Learning experience of memory management under Linux (Part 2)-EEWORLD

Collect

Following the above knowledge, this article mainly summarizes the following aspects of knowledge:

1. Concepts of physical address pages, zones, etc.

2. Functions of kernel using memory

3. Allocating bytes and allocating pages

1. Area and Page

The concept of page has been discussed in the previous lesson on memory management in Linux (Part 1). The kernel uses physical page (page frame) as the basic unit of allocation. The kernel uses struct page to represent physical pages in the system. The structure indicates whether the page is locked in memory, whether it is a dirty page, how many times the page is referenced, and the virtual address of the page. The key point is that the page structure is only related to physical pages and not virtual pages. The structure is only intended to describe the physical memory itself, not the data contained in the physical page.

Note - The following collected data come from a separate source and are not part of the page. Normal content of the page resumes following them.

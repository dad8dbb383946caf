/// Backup and restore sequences
///
/// Built on the archival tool verbs. These run inside the child container,
/// where the target's volumes are mounted below the backup root.
///
/// Backup:  ensure repository → create → prune (when retention is resolved)
/// Restore: repository exists → archive exists → empty volumes → extract

use std::path::Path;
use tracing::{info, warn};

use crate::core::archiver::{Archiver, PruneSpec, Repository};
use crate::core::config::BackupRequest;
use crate::core::error::{BasementError, Result};
use crate::core::mounts::MountBinding;
use crate::utils::{console, empty_directory};

pub struct BackupManager<'a> {
    archiver: &'a dyn Archiver,
    backup_root: &'a Path,
}

impl<'a> BackupManager<'a> {
    pub fn new(archiver: &'a dyn Archiver, backup_root: &'a Path) -> Self {
        Self {
            archiver,
            backup_root,
        }
    }

    /// Initialize the repository unless it already exists
    ///
    /// Returns whether an init was performed.
    pub fn ensure_initialized(&self, repo: &Repository) -> Result<bool> {
        if repo.exists() {
            return Ok(false);
        }

        info!(
            repository = %repo.path.display(),
            encryption = repo.encryption().as_str(),
            "initializing repository"
        );
        self.archiver.init(repo)?;
        Ok(true)
    }

    fn require_repository(&self, repo: &Repository) -> Result<()> {
        if repo.exists() {
            Ok(())
        } else {
            Err(BasementError::NoRepository(repo.path.clone()))
        }
    }

    fn require_archive<'r>(&self, request: &'r BackupRequest) -> Result<&'r str> {
        request
            .archive
            .as_deref()
            .ok_or_else(|| BasementError::ArchiveNotFound("no archive given".to_string()))
    }

    /// Full backup sequence for one container
    pub fn backup(&self, request: &BackupRequest, target: &[MountBinding]) -> Result<()> {
        let archive = self.require_archive(request)?;
        self.ensure_initialized(&request.repository)?;

        if target.is_empty() {
            warn!(container = %request.container, "container has no volumes, nothing to back up");
            console::warning(&format!("{} has no volumes, nothing to back up", request.container));
        } else {
            info!(archive = %request.repository.archive_id(archive), "creating archive");
            self.archiver.create(&request.repository, archive, self.backup_root)?;
            console::success(&format!("Created {}", archive));
        }

        if let Some(spec) = &request.prune {
            self.prune_with(request, spec)?;
        }

        Ok(())
    }

    fn prune_with(&self, request: &BackupRequest, spec: &PruneSpec) -> Result<()> {
        info!(prefix = %request.prefix, %spec, "pruning repository");
        self.archiver.prune(&request.repository, &request.prefix, spec)
    }

    /// Prune on demand; retention flags are required
    pub fn prune(&self, request: &BackupRequest) -> Result<()> {
        self.require_repository(&request.repository)?;

        let spec = request
            .prune
            .as_ref()
            .ok_or_else(|| BasementError::InvalidPruneSpec(String::new()))?;
        self.prune_with(request, spec)
    }

    pub fn list(&self, request: &BackupRequest) -> Result<()> {
        self.require_repository(&request.repository)?;
        self.archiver.list(&request.repository)
    }

    /// Repository summary, or archive details when one is named
    pub fn info(&self, request: &BackupRequest) -> Result<String> {
        self.require_repository(&request.repository)?;
        match request.archive.as_deref() {
            Some(archive) => self.archiver.info(&request.repository, archive),
            None => self.archiver.repository_info(&request.repository),
        }
    }

    pub fn delete(&self, request: &BackupRequest) -> Result<()> {
        let archive = self.require_archive(request)?;
        self.require_repository(&request.repository)?;

        self.archiver.delete(&request.repository, archive)?;
        console::success(&format!("Deleted {}", archive));
        Ok(())
    }

    fn archive_exists(&self, repo: &Repository, archive: &str) -> Result<()> {
        match self.archiver.info(repo, archive) {
            Ok(_) => Ok(()),
            Err(BasementError::Operation { .. }) => {
                Err(BasementError::ArchiveNotFound(repo.archive_id(archive)))
            }
            Err(e) => Err(e),
        }
    }

    /// Empty every directory volume, leaving the mount points in place
    ///
    /// File volumes are left alone: extraction overwrites them. A volume
    /// mounted inside another one is emptied along with its parent.
    pub fn clear_destinations(&self, target: &[MountBinding]) -> Result<()> {
        let mount_points: Vec<&Path> = target.iter().map(|b| Path::new(&b.destination)).collect();

        for destination in &mount_points {
            let nested = mount_points
                .iter()
                .any(|m| m != destination && destination.starts_with(m));
            if nested || !destination.is_dir() {
                continue;
            }

            let removed = empty_directory(destination, &mount_points)?;
            info!(destination = %destination.display(), removed, "emptied volume");
        }
        Ok(())
    }

    /// Full restore sequence for one container
    pub fn restore(
        &self,
        request: &BackupRequest,
        target: &[MountBinding],
        remove: bool,
    ) -> Result<()> {
        let archive = self.require_archive(request)?;
        self.require_repository(&request.repository)?;
        self.archive_exists(&request.repository, archive)?;

        if remove {
            self.clear_destinations(target)?;
        } else {
            info!("keeping existing volume contents");
        }

        info!(archive = %request.repository.archive_id(archive), "extracting archive");
        self.archiver.extract(&request.repository, archive, self.backup_root)?;
        console::success(&format!("Restored {}", archive));
        Ok(())
    }
}
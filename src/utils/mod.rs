pub mod constants;
pub mod helpers;
pub mod app_config;
pub mod console;
pub mod logging;

pub use constants::*;
pub use helpers::*;
pub use app_config::Settings;
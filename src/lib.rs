//! basement: back up and restore Docker container volumes
//!
//! The archival tool runs inside a short-lived sibling container that
//! carries the target's volumes, so neither the host nor the target needs
//! it installed.

pub mod cli;
pub mod core;
pub mod utils;
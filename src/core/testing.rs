/// Scripted engine used by unit tests

use async_trait::async_trait;
use futures::stream::{self, BoxStream, StreamExt};
use std::collections::{HashMap, HashSet};
use std::sync::{Arc, Mutex};

use crate::core::docker::{ChildSpec, ContainerDetails, Engine, MountRecord, Storage};
use crate::core::error::EngineError;

/// Ordered record of engine and archiver calls shared between fakes
#[derive(Debug, Clone, Default)]
pub struct Journal(Arc<Mutex<Vec<String>>>);

impl Journal {
    pub fn push(&self, entry: impl Into<String>) {
        self.0.lock().unwrap().push(entry.into());
    }

    pub fn entries(&self) -> Vec<String> {
        self.0.lock().unwrap().clone()
    }

    pub fn position(&self, entry: &str) -> Option<usize> {
        self.entries().iter().position(|e| e == entry)
    }

    pub fn count(&self, entry: &str) -> usize {
        self.entries().iter().filter(|e| *e == entry).count()
    }
}

/// A running container with the given (source, destination) mounts
pub fn container(name: &str, mounts: &[(&str, &str)]) -> ContainerDetails {
    ContainerDetails {
        id: format!("{}0123456789abcdef", name),
        name: name.to_string(),
        image: "basement:latest".to_string(),
        labels: HashMap::new(),
        storage: Storage::Mounts(
            mounts
                .iter()
                .map(|(src, dst)| MountRecord {
                    source: Some(src.to_string()),
                    destination: Some(dst.to_string()),
                })
                .collect(),
        ),
        running: true,
    }
}

pub fn labeled(mut details: ContainerDetails, labels: &[(&str, &str)]) -> ContainerDetails {
    for (k, v) in labels {
        details.labels.insert(k.to_string(), v.to_string());
    }
    details
}

#[derive(Default)]
pub struct FakeEngine {
    containers: Mutex<Vec<ContainerDetails>>,
    created: Mutex<Vec<ChildSpec>>,
    failing: HashSet<String>,
    log_chunks: Vec<String>,
    exit_code: i64,
    pub journal: Journal,
}

impl FakeEngine {
    pub fn new() -> Self {
        Self::default()
    }

    pub fn with_container(self, details: ContainerDetails) -> Self {
        self.containers.lock().unwrap().push(details);
        self
    }

    pub fn with_journal(mut self, journal: Journal) -> Self {
        self.journal = journal;
        self
    }

    /// Make `op:name` (e.g. `stop:db`, `create:*`) fail
    pub fn failing(mut self, call: &str) -> Self {
        self.failing.insert(call.to_string());
        self
    }

    pub fn with_logs(mut self, chunks: &[&str]) -> Self {
        self.log_chunks = chunks.iter().map(|c| c.to_string()).collect();
        self
    }

    pub fn with_exit_code(mut self, code: i64) -> Self {
        self.exit_code = code;
        self
    }

    pub fn created(&self) -> Vec<ChildSpec> {
        self.created.lock().unwrap().clone()
    }

    pub fn is_running(&self, name: &str) -> bool {
        self.containers
            .lock()
            .unwrap()
            .iter()
            .any(|c| c.name == name && c.running)
    }

    fn find(&self, reference: &str) -> Option<ContainerDetails> {
        self.containers
            .lock()
            .unwrap()
            .iter()
            .find(|c| c.name == reference || (!reference.is_empty() && c.id.starts_with(reference)))
            .cloned()
    }

    fn call(&self, op: &str, reference: &str) -> Result<String, EngineError> {
        let name = self
            .find(reference)
            .map(|c| c.name)
            .unwrap_or_else(|| reference.to_string());
        self.journal.push(format!("{}:{}", op, name));

        if self.failing.contains(&format!("{}:{}", op, name))
            || self.failing.contains(&format!("{}:*", op))
        {
            return Err(EngineError::Incomplete(format!("scripted {} failure for {}", op, name)));
        }
        Ok(name)
    }

    fn set_running(&self, name: &str, running: bool) {
        for c in self.containers.lock().unwrap().iter_mut() {
            if c.name == name {
                c.running = running;
            }
        }
    }
}

#[async_trait]
impl Engine for FakeEngine {
    async fn inspect(&self, reference: &str) -> Result<ContainerDetails, EngineError> {
        self.find(reference)
            .ok_or_else(|| EngineError::NotFound(reference.to_string()))
    }

    async fn list_running(&self) -> Result<Vec<ContainerDetails>, EngineError> {
        Ok(self
            .containers
            .lock()
            .unwrap()
            .iter()
            .filter(|c| c.running)
            .cloned()
            .collect())
    }

    async fn list_labeled(&self, label: &str) -> Result<Vec<ContainerDetails>, EngineError> {
        Ok(self
            .containers
            .lock()
            .unwrap()
            .iter()
            .filter(|c| c.labels.contains_key(label))
            .cloned()
            .collect())
    }

    async fn create(&self, spec: &ChildSpec) -> Result<String, EngineError> {
        self.call("create", &spec.name)?;
        self.created.lock().unwrap().push(spec.clone());

        let child = ContainerDetails {
            id: format!("{}-id", spec.name),
            name: spec.name.clone(),
            image: spec.image.clone(),
            labels: spec.labels.clone(),
            ..Default::default()
        };
        let id = child.id.clone();
        self.containers.lock().unwrap().push(child);
        Ok(id)
    }

    async fn start(&self, id: &str) -> Result<(), EngineError> {
        let name = self.call("start", id)?;
        self.set_running(&name, true);
        Ok(())
    }

    async fn stop(&self, id: &str) -> Result<(), EngineError> {
        let name = self.call("stop", id)?;
        self.set_running(&name, false);
        Ok(())
    }

    async fn remove(&self, id: &str) -> Result<(), EngineError> {
        let name = self.call("remove", id)?;
        self.containers.lock().unwrap().retain(|c| c.name != name);
        Ok(())
    }

    fn logs<'a>(&'a self, id: &'a str) -> BoxStream<'a, Result<Vec<u8>, EngineError>> {
        self.journal.push(format!("logs:{}", id));
        stream::iter(
            self.log_chunks
                .iter()
                .map(|c| Ok(c.as_bytes().to_vec()))
                .collect::<Vec<_>>(),
        )
        .boxed()
    }

    async fn wait(&self, id: &str) -> Result<i64, EngineError> {
        self.journal.push(format!("wait:{}", id));
        Ok(self.exit_code)
    }
}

The following explains how to address the physical page:

The memory addresses that appear in machine language instructions are all logical addresses, which need to be converted into linear addresses and then converted into physical addresses by the MMU (memory management unit in the CPU) before they can be accessed.

Let's write a simplest hello world program, compile it with gccs, and then decompile it to see the following instructions:

mov 0x80495b0, %eax

The memory address 0x80495b0 here is a logical address, which must be added with the base address of the implicit DS data segment to form a linear address. In other words, 0x80495b0 is the offset within the DS data segment of the current task.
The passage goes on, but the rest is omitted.